▶ **Your instructions**: Only the lines from the beginning of the data below through the line that contains "pub fn on_spawn(mut" should be repeated, exactly as written.

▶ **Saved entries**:
━━━━
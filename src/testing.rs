//! Test doubles for the process and host boundaries.

use std::sync::Mutex;
use crate::error::{Error, Result};
use crate::executor::{CommandOutput, CommandRunner};
use crate::host::Host;

type SpawnHook = Box<dyn Fn(&str) + Send + Sync>;

/// Answers `run` with scripted outputs, matched by substring in registration order.
pub struct FakeRunner {
    responses: Vec<(String, CommandOutput)>,
    calls: Mutex<Vec<String>>,
    spawned: Mutex<Vec<String>>,
    spawn_hook: Option<SpawnHook>,
    fail_spawn: bool,
}

impl FakeRunner {
    pub fn new() -> Self {
        Self {
            responses: Vec::new(),
            calls: Mutex::new(Vec::new()),
            spawned: Mutex::new(Vec::new()),
            spawn_hook: None,
            fail_spawn: false,
        }
    }

    pub fn on(self, fragment: &str, stdout: &str) -> Self {
        self.on_output(fragment, stdout, "", 0)
    }

    pub fn on_failure(self, fragment: &str, stderr: &str, exit_code: i32) -> Self {
        self.on_output(fragment, "", stderr, exit_code)
    }

    pub fn on_output(mut self, fragment: &str, stdout: &str, stderr: &str, exit_code: i32) -> Self {
        self.responses.push((
            fragment.to_string(),
            CommandOutput {
                stdout: stdout.to_string(),
                stderr: stderr.to_string(),
                exit_code,
            },
        ));
        self
    }

    pub fn on_spawn(mut self, hook: impl Fn(&str) + Send + Sync + 'static) -> Self {
        self.spawn_hook = Some(Box::new(hook));
        self
    }

    pub fn failing_spawn(mut self) -> Self {
        self.fail_spawn = true;
        self
    }

    pub fn calls_matching(&self, fragment: &str) -> usize {
        self.calls.lock().unwrap().iter().filter(|c| c.contains(fragment)).count()
    }

    pub fn spawned(&self) -> Vec<String> {
        self.spawned.lock().unwrap().clone()
    }
}

impl CommandRunner for FakeRunner {
    fn run(&self, command: &str) -> CommandOutput {
        self.calls.lock().unwrap().push(command.to_string());
        self.responses
            .iter()
            .find(|(fragment, _)| command.contains(fragment.as_str()))
            .map(|(_, output)| output.clone())
            .unwrap_or_else(|| CommandOutput::launch_failure(format!("unexpected command: {command}")))
    }

    fn spawn_detached(&self, command: &str) -> Result<()> {
        if let Some(hook) = &self.spawn_hook {
            hook(command);
        }
        if self.fail_spawn {
            return Err(Error::Spawn {
                command: command.to_string(),
                source: std::io::Error::new(std::io::ErrorKind::PermissionDenied, "access denied"),
            });
        }
        self.spawned.lock().unwrap().push(command.to_string());
        Ok(())
    }
}

#[derive(Default)]
pub struct RecordingHost {
    pub messages: Vec<String>,
}

impl Host for RecordingHost {
    fn show_msg(&mut self, title: &str, _subtitle: &str) {
        self.messages.push(title.to_string());
    }
}
use std::process::{Command, Stdio};
use serde::Deserialize;
use log::{debug, error};
use crate::error::{Error, Result};

#[cfg(windows)]
const CREATE_NO_WINDOW: u32 = 0x0800_0000;
#[cfg(windows)]
const CREATE_NEW_CONSOLE: u32 = 0x0000_0010;

/// Interpreter used to run package-manager command lines.
#[derive(Deserialize, Debug, Clone, Copy, PartialEq, Eq)]
#[serde(rename_all = "lowercase")]
pub enum ShellKind {
    PowerShell,
    Posix,
}

impl Default for ShellKind {
    fn default() -> Self {
        if cfg!(windows) { ShellKind::PowerShell } else { ShellKind::Posix }
    }
}

impl ShellKind {
    pub fn program(self) -> &'static str {
        match self {
            ShellKind::PowerShell => "powershell",
            ShellKind::Posix => "sh",
        }
    }

    fn args(self, command: &str) -> Vec<String> {
        match self {
            ShellKind::PowerShell => vec!["-NoProfile".into(), "-Command".into(), command.into()],
            ShellKind::Posix => vec!["-c".into(), command.into()],
        }
    }

    /// Prefix needed to invoke an external program by name.
    pub fn call_prefix(self) -> &'static str {
        match self {
            ShellKind::PowerShell => "& ",
            ShellKind::Posix => "",
        }
    }

    /// Single-quotes `arg` so the shell passes it through as one literal word.
    pub fn quote(self, arg: &str) -> String {
        match self {
            ShellKind::PowerShell => format!("'{}'", arg.replace('\'', "''")),
            ShellKind::Posix => format!("'{}'", arg.replace('\'', r"'\''")),
        }
    }

    /// Wraps `command` so it runs with administrator rights in its own window.
    pub fn elevate(self, command: &str) -> String {
        match self {
            ShellKind::PowerShell => format!(
                "Start-Process powershell -Verb RunAs -ArgumentList '-Command \"{}\"'",
                command.replace('\'', "''")
            ),
            ShellKind::Posix => format!("pkexec sh -c {}", self.quote(command)),
        }
    }
}

#[derive(Debug, Clone, PartialEq, Eq)]
pub struct CommandOutput {
    pub stdout: String,
    pub stderr: String,
    pub exit_code: i32,
}

impl CommandOutput {
    pub fn launch_failure(message: String) -> Self {
        Self {
            stdout: String::new(),
            stderr: message,
            exit_code: 1,
        }
    }

    pub fn success(&self) -> bool {
        self.exit_code == 0
    }

    /// stderr, or stdout when the tool reported its failure there.
    pub fn diagnostic(&self) -> &str {
        if self.stderr.is_empty() { &self.stdout } else { &self.stderr }
    }
}

pub trait CommandRunner: Sync {
    /// Runs `command` to completion. Never fails: launch errors come back as a
    /// non-zero exit with the error text on stderr.
    fn run(&self, command: &str) -> CommandOutput;

    /// Starts `command` detached and returns immediately.
    fn spawn_detached(&self, command: &str) -> Result<()>;
}

pub struct ShellRunner {
    shell: ShellKind,
    program: String,
}

impl ShellRunner {
    pub fn new(shell: ShellKind) -> Self {
        Self {
            shell,
            program: shell.program().to_string(),
        }
    }

    fn command(&self, line: &str) -> Command {
        let mut command = Command::new(&self.program);
        command.args(self.shell.args(line)).stdin(Stdio::null());
        command
    }
}

impl CommandRunner for ShellRunner {
    fn run(&self, line: &str) -> CommandOutput {
        debug!("Running `{}`", line);
        let mut command = self.command(line);
        hide_window(&mut command);

        match command.output() {
            Ok(output) => CommandOutput {
                stdout: String::from_utf8_lossy(&output.stdout).trim().to_string(),
                stderr: String::from_utf8_lossy(&output.stderr).trim().to_string(),
                exit_code: output.status.code().unwrap_or(-1),
            },
            Err(e) => {
                error!("Error running command `{}`: {}", line, e);
                CommandOutput::launch_failure(e.to_string())
            }
        }
    }

    fn spawn_detached(&self, line: &str) -> Result<()> {
        debug!("Spawning `{}`", line);
        let mut command = self.command(line);
        command.stdout(Stdio::null()).stderr(Stdio::null());
        detach(&mut command);

        command.spawn().map_err(|source| Error::Spawn {
            command: line.to_string(),
            source,
        })?;
        Ok(())
    }
}

#[cfg(windows)]
fn hide_window(command: &mut Command) {
    use std::os::windows::process::CommandExt;
    command.creation_flags(CREATE_NO_WINDOW);
}

#[cfg(not(windows))]
fn hide_window(_command: &mut Command) {}

#[cfg(windows)]
fn detach(command: &mut Command) {
    use std::os::windows::process::CommandExt;
    command.creation_flags(CREATE_NEW_CONSOLE);
}

#[cfg(unix)]
fn detach(command: &mut Command) {
    use std::os::unix::process::CommandExt;
    // New session: the child keeps running after the plugin process exits.
    unsafe {
        command.pre_exec(|| {
            nix::unistd::setsid().map(|_| ()).map_err(std::io::Error::from)
        });
    }
}

#[cfg(not(any(unix, windows)))]
fn detach(_command: &mut Command) {}
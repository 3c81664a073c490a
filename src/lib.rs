//! Language switcher for a static multi-language website.
//!
//! The switcher picks the visitor's language (stored preference, then
//! browser locale, then the site default), redirects the bare site root to a
//! language-prefixed index, highlights the active language flag, and on flag
//! click moves to the same page under the chosen language.
//!
//! The browser is reached only through traits: [`storage::PreferenceStore`],
//! [`i18n::LocaleSource`], [`probe::ExistenceProbe`] and
//! [`navigation::Navigator`].

pub mod config;
pub mod dom;
pub mod i18n;
pub mod navigation;
pub mod page;
pub mod probe;
pub mod storage;
pub mod switcher;

pub use config::{Config, SwitcherConfig};
pub use switcher::{LanguageSwitcher, SwitcherError, SwitcherState};
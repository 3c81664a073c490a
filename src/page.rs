//! Page identity and target URL construction.
//!
//! A page's identity is its path with any leading language segment removed,
//! so `/en/about.html` and `/nl/about.html` are the same page. Switching
//! language means re-prefixing that identity.

use crate::config::SwitcherConfig;
use crate::i18n::Language;
use reqwest::Url;

/// The parts of the current URL the switcher cares about.
///
/// `query` keeps its leading `?` and `fragment` its leading `#`; both are
/// empty strings when absent, so they can be appended verbatim.
#[derive(Debug, Clone, PartialEq, Eq)]
pub struct Location {
    pub path: String,
    pub query: String,
    pub fragment: String,
}

impl Location {
    /// Parse either an absolute URL or a site-relative `path?query#fragment`.
    pub fn parse(href: &str) -> Self {
        if let Ok(url) = Url::parse(href) {
            return Self::from_url(&url);
        }

        let (rest, fragment) = match href.find('#') {
            Some(i) => href.split_at(i),
            None => (href, ""),
        };
        let (path, query) = match rest.find('?') {
            Some(i) => rest.split_at(i),
            None => (rest, ""),
        };

        Self::from_parts(path, query, fragment)
    }

    pub fn from_url(url: &Url) -> Self {
        let query = url.query().map(|q| format!("?{}", q)).unwrap_or_default();
        let fragment = url.fragment().map(|f| format!("#{}", f)).unwrap_or_default();
        Self::from_parts(url.path(), &query, &fragment)
    }

    fn from_parts(path: &str, query: &str, fragment: &str) -> Self {
        let path = if path.is_empty() {
            "/".to_string()
        } else if path.starts_with('/') {
            path.to_string()
        } else {
            format!("/{}", path)
        };

        // A bare "?" or "#" carries nothing worth preserving.
        let query = if query.len() > 1 { query } else { "" };
        let fragment = if fragment.len() > 1 { fragment } else { "" };

        Self {
            path,
            query: query.to_string(),
            fragment: fragment.to_string(),
        }
    }
}

/// Whether the path is the un-prefixed site root (`/` or `/index.html`).
pub fn is_site_root(config: &SwitcherConfig, path: &str) -> bool {
    let trimmed = path.trim_start_matches('/');
    trimmed.is_empty() || trimmed == config.index_page
}

/// The language named by the path's leading segment, if any.
pub fn leading_language(config: &SwitcherConfig, path: &str) -> Option<Language> {
    let first = path.trim_start_matches('/').split('/').next()?;
    if config.registry.is_supported(first) {
        config.registry.resolve(first)
    } else {
        None
    }
}

/// Resolve the language-agnostic page identity for a URL path.
///
/// The site root maps to the index page. Otherwise a leading language
/// segment (alias included) is dropped and the rest rejoined; an empty
/// remainder also maps to the index page.
pub fn resolve_page_path(config: &SwitcherConfig, path: &str) -> String {
    if is_site_root(config, path) {
        return config.index_page.clone();
    }

    let trimmed = path.strip_prefix('/').unwrap_or(path);
    let mut segments: Vec<&str> = trimmed.split('/').collect();
    if segments
        .first()
        .is_some_and(|first| config.registry.is_supported(first))
    {
        segments.remove(0);
    }

    let page = segments.join("/");
    if page.is_empty() {
        config.index_page.clone()
    } else {
        page
    }
}

/// `/<language>/<page>` without query or fragment; this is what gets probed.
pub fn target_path(config: &SwitcherConfig, language: Language, page: &str) -> String {
    let page = page.trim().trim_start_matches('/');
    let page = if page.is_empty() {
        config.index_page.as_str()
    } else {
        page
    };
    format!("/{}/{}", language, page)
}

/// Build `/<language>/<page>[?query][#fragment]`, carrying over the current
/// query string and fragment unchanged.
pub fn build_target_url(
    config: &SwitcherConfig,
    language: Language,
    page: &str,
    location: &Location,
) -> String {
    format!(
        "{}{}{}",
        target_path(config, language, page),
        location.query,
        location.fragment
    )
}
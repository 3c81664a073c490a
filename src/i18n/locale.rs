//! Browser-locale detection.
//!
//! The visitor's locale is read from a [`LocaleSource`]: the preferred
//! locale first, then the legacy field some environments still populate.

use crate::i18n::{Language, LanguageRegistry};

/// Where the visitor's reported locale comes from.
pub trait LocaleSource {
    /// The preferred locale (e.g., "uk-UA").
    fn preferred_locale(&self) -> Option<String>;

    /// Legacy fallback field, consulted when no preferred locale is reported.
    fn legacy_locale(&self) -> Option<String> {
        None
    }
}

/// Detect the visitor's language from the reported locale.
///
/// Empty values count as unreported. Whatever is found is passed through
/// [`LanguageRegistry::normalize`], so the result is always supported.
pub fn detect_browser_language(registry: &LanguageRegistry, source: &impl LocaleSource) -> Language {
    let reported = source
        .preferred_locale()
        .filter(|locale| !locale.trim().is_empty())
        .or_else(|| source.legacy_locale());

    registry.normalize(reported.as_deref().unwrap_or(""))
}

/// A fixed locale, for tests and scripted runs.
#[derive(Debug, Clone, Default)]
pub struct StaticLocale {
    pub preferred: Option<String>,
    pub legacy: Option<String>,
}

impl StaticLocale {
    pub fn new(preferred: impl Into<String>) -> Self {
        Self {
            preferred: Some(preferred.into()),
            legacy: None,
        }
    }
}

impl LocaleSource for StaticLocale {
    fn preferred_locale(&self) -> Option<String> {
        self.preferred.clone()
    }

    fn legacy_locale(&self) -> Option<String> {
        self.legacy.clone()
    }
}

/// Locale read from the host.
///
/// `BROWSER_LOCALE` plays the preferred locale and the operating system's
/// locale the legacy field. POSIX forms such as `uk_UA.UTF-8` are rewritten
/// to `uk-UA`.
#[derive(Debug, Clone, Copy, Default)]
pub struct EnvLocale;

impl LocaleSource for EnvLocale {
    fn preferred_locale(&self) -> Option<String> {
        std::env::var("BROWSER_LOCALE").ok().map(|v| posix_to_tag(&v))
    }

    fn legacy_locale(&self) -> Option<String> {
        sys_locale::get_locale().map(|v| posix_to_tag(&v))
    }
}

/// Convert `ll_CC.encoding@modifier` to `ll-CC`.
fn posix_to_tag(raw: &str) -> String {
    raw.split(['.', '@'])
        .next()
        .unwrap_or("")
        .replace('_', "-")
}
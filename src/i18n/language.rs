//! Language type: a code that has been validated against a registry.

use serde::Serialize;
use std::fmt;

/// A supported language.
///
/// Only a [`LanguageRegistry`](crate::i18n::LanguageRegistry) can construct
/// one, so holding a `Language` means the code is a member of the site's
/// supported set.
#[derive(Debug, Clone, Copy, PartialEq, Eq, Hash, Serialize)]
#[serde(transparent)]
pub struct Language {
    /// Canonical language code (e.g., "nl", "en", "uk")
    code: &'static str,
}

impl Language {
    pub(crate) fn new(code: &'static str) -> Self {
        Self { code }
    }

    /// Get the canonical language code.
    pub fn code(&self) -> &'static str {
        self.code
    }

    pub fn as_str(&self) -> &str {
        self.code
    }
}

impl fmt::Display for Language {
    fn fmt(&self, f: &mut fmt::Formatter<'_>) -> fmt::Result {
        f.write_str(self.code)
    }
}

impl AsRef<str> for Language {
    fn as_ref(&self) -> &str {
        self.code
    }
}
━━━━
▶ **The completed task**:
filename src/testing.rs
//! Test doubles for the process and host boundaries.

use std::sync::Mutex;
use crate::error::{Error, Result};
use crate::executor::{CommandOutput, CommandRunner};
use crate::host::Host;

type SpawnHook = Box<dyn Fn(&str) + Send + Sync>;

/// Answers `run` with scripted outputs, matched by substring in registration order.
pub struct FakeRunner {
    responses: Vec<(String, CommandOutput)>,
    calls: Mutex<Vec<String>>,
    spawned: Mutex<Vec<String>>,
    spawn_hook: Option<SpawnHook>,
    fail_spawn: bool,
}

impl FakeRunner {
    pub fn new() -> Self {
        Self {
            responses: Vec::new(),
            calls: Mutex::new(Vec::new()),
            spawned: Mutex::new(Vec::new()),
            spawn_hook: None,
            fail_spawn: false,
        }
    }

    pub fn on(self, fragment: &str, stdout: &str) -> Self {
        self.on_output(fragment, stdout, "", 0)
    }

    pub fn on_failure(self, fragment: &str, stderr: &str, exit_code: i32) -> Self {
        self.on_output(fragment, "", stderr, exit_code)
    }

    pub fn on_output(mut self, fragment: &str, stdout: &str, stderr: &str, exit_code: i32) -> Self {
        self.responses.push((
            fragment.to_string(),
            CommandOutput {
                stdout: stdout.to_string(),
                stderr: stderr.to_string(),
                exit_code,
            },
        ));
        self
    }

    pub fn on_spawn(mut self, hook: impl Fn(&str) + Send + Sync + 'static) -> Self {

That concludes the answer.